Di sebuah toko buku yang penjaganya adalah seorang lelaki tua dengan perawakan kurus tak berdaya, Tina yang sudah lama jadi pelacur mematung sambil menatap buku berwarna hitam karya entah siapa. Perempuan itu tertarik untuk membaca buku yang nampaknya sudah usang dan tak terurus. Sudah buluk seperti klitoris pelacur senior yang paling dia benci, Romlah.
"Buku buluk biasanya dalamnya enggak terlalu busuk," ucap Tina si perek nomor wahid selama beberapa bulan belakangan itu. Ia pun mengeluarkan uang hasil mengangkangnya, memboyong buku itu pulang.
Lelaki tua penjaga toko buku sedikit heran melihat buku yang dibeli oleh Tina. "Sudah lama sekali buku ini bertengger di rak buku dan tak ada yang menyentuh," katanya.
Tina tersenyum, "bukannya buku itu seperti pelacur, Pak? Yang terburuk wajahnya belum tentu terburuk pelayanannya."
Sedikit terbelalak wajah penjaga toko buku, namun dengan cepat berubah dan tertarik dengan arah pembicaraan.
"Bukan, Dik. Buku itu seperti agama, jumlah penganut belum tentu merepresentasikan kebenaran," sambung lelaki itu.
"Hahaha, iya, Pak. Terserah apa pun itu." Tina pun merogoh tasnya, membayar dan beranjak pulang.
Sesampainya di rumah bordil yang sudah dianggap seperti rumah Tuhan dan rumah sendiri, ia langsung berlari ke kamar. Tina sudah bertekad untuk tidak menerima tamu hari ini.

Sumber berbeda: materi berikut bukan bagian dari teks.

//! Immutable class id → (name, colour) table shared by every component.

use std::collections::HashSet;

use serde::{Deserialize, Serialize};

use crate::error::{MetricError, MetricResult};

/// One entry of a [`ClassRegistry`].
#[derive(Debug, Clone, PartialEq, Eq, Serialize, Deserialize)]
pub struct ClassInfo {
    /// Class id, equal to the entry's position in the registry.
    pub id: usize,
    /// Human-readable class name.
    pub name: String,
    /// Display colour as an RGB triple.
    pub color: [u8; 3],
}

impl ClassInfo {
    pub fn new(id: usize, name: impl Into<String>, color: [u8; 3]) -> Self {
        Self {
            id,
            name: name.into(),
            color,
        }
    }
}

/// Fixed-size, ordered table of classes.
///
/// Ids are dense (`0..len`) and names are unique. The registry has no mutators;
/// share it between components behind an `Arc`.
#[derive(Debug, Clone, PartialEq, Eq, Serialize, Deserialize)]
#[serde(try_from = "Vec<ClassInfo>", into = "Vec<ClassInfo>")]
pub struct ClassRegistry {
    classes: Vec<ClassInfo>,
}

impl ClassRegistry {
    /// Builds a registry, validating that ids are `0..N` in order and names are unique.
    pub fn new(classes: Vec<ClassInfo>) -> MetricResult<Self> {
        if classes.is_empty() {
            return Err(MetricError::InvalidRegistry {
                reason: "registry must contain at least one class".to_string(),
            });
        }

        let mut names = HashSet::with_capacity(classes.len());
        for (position, class) in classes.iter().enumerate() {
            if class.id != position {
                return Err(MetricError::InvalidRegistry {
                    reason: format!(
                        "class '{}' has id {} but is at position {position}",
                        class.name, class.id
                    ),
                });
            }
            if class.name.trim().is_empty() {
                return Err(MetricError::InvalidRegistry {
                    reason: format!("class {position} has an empty name"),
                });
            }
            if !names.insert(class.name.as_str()) {
                return Err(MetricError::InvalidRegistry {
                    reason: format!("duplicate class name '{}'", class.name),
                });
            }
        }

        Ok(Self { classes })
    }

    /// The 11-class offroad terrain taxonomy.
    pub fn offroad_terrain() -> Self {
        let table: [(&str, [u8; 3]); 11] = [
            ("Background", [0, 0, 0]),
            ("Trees", [0, 200, 0]),
            ("Lush Bushes", [0, 255, 0]),
            ("Dry Grass", [139, 69, 19]),
            ("Dry Bushes", [210, 105, 30]),
            ("Ground Clutter", [128, 128, 128]),
            ("Flowers", [255, 0, 255]),
            ("Logs", [165, 42, 42]),
            ("Rocks", [192, 192, 192]),
            ("Landscape", [139, 69, 19]),
            ("Sky", [135, 206, 235]),
        ];

        Self {
            classes: table
                .into_iter()
                .enumerate()
                .map(|(id, (name, color))| ClassInfo::new(id, name, color))
                .collect(),
        }
    }

    /// Number of classes.
    pub fn len(&self) -> usize {
        self.classes.len()
    }

    pub fn is_empty(&self) -> bool {
        self.classes.is_empty()
    }

    pub fn get(&self, id: usize) -> Option<&ClassInfo> {
        self.classes.get(id)
    }

    pub fn name(&self, id: usize) -> Option<&str> {
        self.get(id).map(|class| class.name.as_str())
    }

    pub fn color(&self, id: usize) -> Option<[u8; 3]> {
        self.get(id).map(|class| class.color)
    }

    /// Looks a class up by exact name.
    pub fn id_of(&self, name: &str) -> Option<usize> {
        self.classes
            .iter()
            .find(|class| class.name == name)
            .map(|class| class.id)
    }

    pub fn iter(&self) -> impl Iterator<Item = &ClassInfo> {
        self.classes.iter()
    }
}

impl Default for ClassRegistry {
    fn default() -> Self {
        Self::offroad_terrain()
    }
}

impl TryFrom<Vec<ClassInfo>> for ClassRegistry {
    type Error = MetricError;

    fn try_from(classes: Vec<ClassInfo>) -> MetricResult<Self> {
        Self::new(classes)
    }
}

impl From<ClassRegistry> for Vec<ClassInfo> {
    fn from(registry: ClassRegistry) -> Self {
        registry.classes
    }
}

#[cfg(test)]
mod tests {
    use super::*;

    #[test]
    fn offroad_terrain_has_eleven_classes() {
        let registry = ClassRegistry::offroad_terrain();
        assert_eq!(registry.len(), 11);
        assert_eq!(registry.name(6), Some("Flowers"));
        assert_eq!(registry.name(7), Some("Logs"));
        assert_eq!(registry.color(10), Some([135, 206, 235]));
        assert_eq!(registry.id_of("Sky"), Some(10));
        assert_eq!(registry.id_of("Snow"), None);
        assert!(registry.get(11).is_none());
    }

    #[test]
    fn new_rejects_non_dense_ids() {
        let result = ClassRegistry::new(vec![
            ClassInfo::new(0, "a", [0, 0, 0]),
            ClassInfo::new(2, "b", [1, 1, 1]),
        ]);
        assert!(matches!(result, Err(MetricError::InvalidRegistry { .. })));
    }

    #[test]
    fn new_rejects_duplicate_names() {
        let result = ClassRegistry::new(vec![
            ClassInfo::new(0, "road", [0, 0, 0]),
            ClassInfo::new(1, "road", [1, 1, 1]),
        ]);
        assert!(matches!(result, Err(MetricError::InvalidRegistry { .. })));
    }

    #[test]
    fn new_rejects_empty_table() {
        assert!(ClassRegistry::new(Vec::new()).is_err());
    }

    #[test]
    fn deserialization_validates_table() {
        let ok: ClassRegistry = serde_json::from_str(
            r#"[{"id":0,"name":"bg","color":[0,0,0]},{"id":1,"name":"fg","color":[255,255,255]}]"#,
        )
        .unwrap();
        assert_eq!(ok.len(), 2);

        let bad = serde_json::from_str::<ClassRegistry>(
            r#"[{"id":1,"name":"bg","color":[0,0,0]}]"#,
        );
        assert!(bad.is_err());
    }
}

Dia ingin istirahat, pelacur dengan jam terbang tinggi sepertinya juga membutuhkan waktu sendiri. Sejenak minum segelas teh dan membaca buku tentunya. Siapa tahu bisa jadi jalan penggugur dosa.
Melawati lorong, perempuan itu pun lewat dari beberapa kamar pelacur lain, termasuk kamar Romlah. Buruknya, di sana perek itu sedang duduk dengan wajah tanpa make up, daster usang dan sebatang rokok di sela-sela jarinya. Santai.

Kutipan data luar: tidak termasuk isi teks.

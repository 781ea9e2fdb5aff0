//! Dense H×W label maps and arg-max reduction of per-class score tensors.

use burn::tensor::{backend::Backend, DType, Tensor};

use crate::error::{MetricError, MetricResult};

/// A row-major H×W map of class ids.
#[derive(Debug, Clone, PartialEq, Eq)]
pub struct ClassMap {
    height: usize,
    width: usize,
    labels: Vec<u16>,
}

impl ClassMap {
    /// Wraps a row-major label buffer of `height * width` entries.
    pub fn new(height: usize, width: usize, labels: Vec<u16>) -> MetricResult<Self> {
        if labels.len() != height * width {
            return Err(MetricError::ShapeMismatch {
                expected: format!("{} labels ({height}x{width})", height * width),
                actual: format!("{} labels", labels.len()),
            });
        }
        Ok(Self {
            height,
            width,
            labels,
        })
    }

    /// A map where every pixel carries `label`.
    pub fn filled(height: usize, width: usize, label: u16) -> Self {
        Self {
            height,
            width,
            labels: vec![label; height * width],
        }
    }

    /// Reduces a `[classes, height, width]` score tensor to the arg-max label per pixel.
    pub fn from_scores<B: Backend>(scores: Tensor<B, 3>) -> MetricResult<Self> {
        let [classes, height, width] = scores.dims();
        if classes == 0 {
            return Err(MetricError::ShapeMismatch {
                expected: "at least one score channel".to_string(),
                actual: format!("[{classes}, {height}, {width}]"),
            });
        }

        let labels = scores
            .argmax(0)
            .into_data()
            .convert_dtype(DType::I64)
            .to_vec::<i64>()
            .map_err(|e| MetricError::TensorConversion {
                reason: format!("{e:?}"),
            })?;

        let labels = labels
            .into_iter()
            .map(|label| {
                u16::try_from(label).map_err(|_| MetricError::LabelOutOfRange {
                    label: label.max(0) as usize,
                    num_classes: classes,
                })
            })
            .collect::<MetricResult<Vec<_>>>()?;

        Self::new(height, width, labels)
    }

    pub const fn height(&self) -> usize {
        self.height
    }

    pub const fn width(&self) -> usize {
        self.width
    }

    /// `(height, width)`.
    pub const fn dims(&self) -> (usize, usize) {
        (self.height, self.width)
    }

    pub fn labels(&self) -> &[u16] {
        &self.labels
    }

    pub fn get(&self, y: usize, x: usize) -> Option<u16> {
        if y >= self.height || x >= self.width {
            return None;
        }
        self.labels.get(y * self.width + x).copied()
    }

    /// Number of pixels carrying `label`.
    pub fn count(&self, label: u16) -> usize {
        self.labels.iter().filter(|&&l| l == label).count()
    }
}

#[cfg(test)]
mod tests {
    use burn::{backend::NdArray, tensor::TensorData};

    use super::*;

    type TestBackend = NdArray<f32>;

    #[test]
    fn new_rejects_wrong_length() {
        let result = ClassMap::new(2, 3, vec![0; 5]);
        assert!(matches!(result, Err(MetricError::ShapeMismatch { .. })));
    }

    #[test]
    fn get_is_row_major() {
        let map = ClassMap::new(2, 3, vec![0, 1, 2, 3, 4, 5]).unwrap();
        assert_eq!(map.get(0, 2), Some(2));
        assert_eq!(map.get(1, 0), Some(3));
        assert_eq!(map.get(2, 0), None);
        assert_eq!(map.get(0, 3), None);
    }

    #[test]
    fn from_scores_takes_argmax_over_class_axis() {
        let device = Default::default();
        // 3 classes over a 1x2 map: pixel 0 → class 2, pixel 1 → class 0.
        let scores = vec![
            0.1f32, 0.9, // class 0
            0.3, 0.05, // class 1
            0.6, 0.05, // class 2
        ];
        let tensor =
            Tensor::<TestBackend, 3>::from_data(TensorData::new(scores, [3, 1, 2]), &device);

        let map = ClassMap::from_scores(tensor).unwrap();
        assert_eq!(map.dims(), (1, 2));
        assert_eq!(map.labels(), &[2, 0]);
    }

    #[test]
    fn count_counts_matching_pixels() {
        let map = ClassMap::new(1, 4, vec![6, 0, 6, 6]).unwrap();
        assert_eq!(map.count(6), 3);
        assert_eq!(map.count(1), 0);
    }
}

"Kau beli buku lagi?" tanyanya menyapa sang junior.
"Iya, buku usang yang menarik." Tina menunjukkan buku barunya.
"Cih!" Seketika setelah melihat sampul buku itu, Romlah meludah dan tersenyum getir. Amat getir seperti saat Colombus melihat ketenarannya ditelan Amerigo Vespucci.
"Buku yang jelek dari penulis yang menjijikkan," sambung Romlah.
Tina langsung memasang wajah heran, hatinya sedikit tersinggung. "Kenapa bilang begitu?"
Seniornya menghirup asap dengan syahdu sejenak, membuangnya dengan helaan nafas lelah pada dunia. "Penulisnya adalah mantan suamiku."
Tina langsung terdiam dan Romlah pun kembali menghisap tembakaunya, membuang asap berulang-ulang dengan helaan nafas yang sama.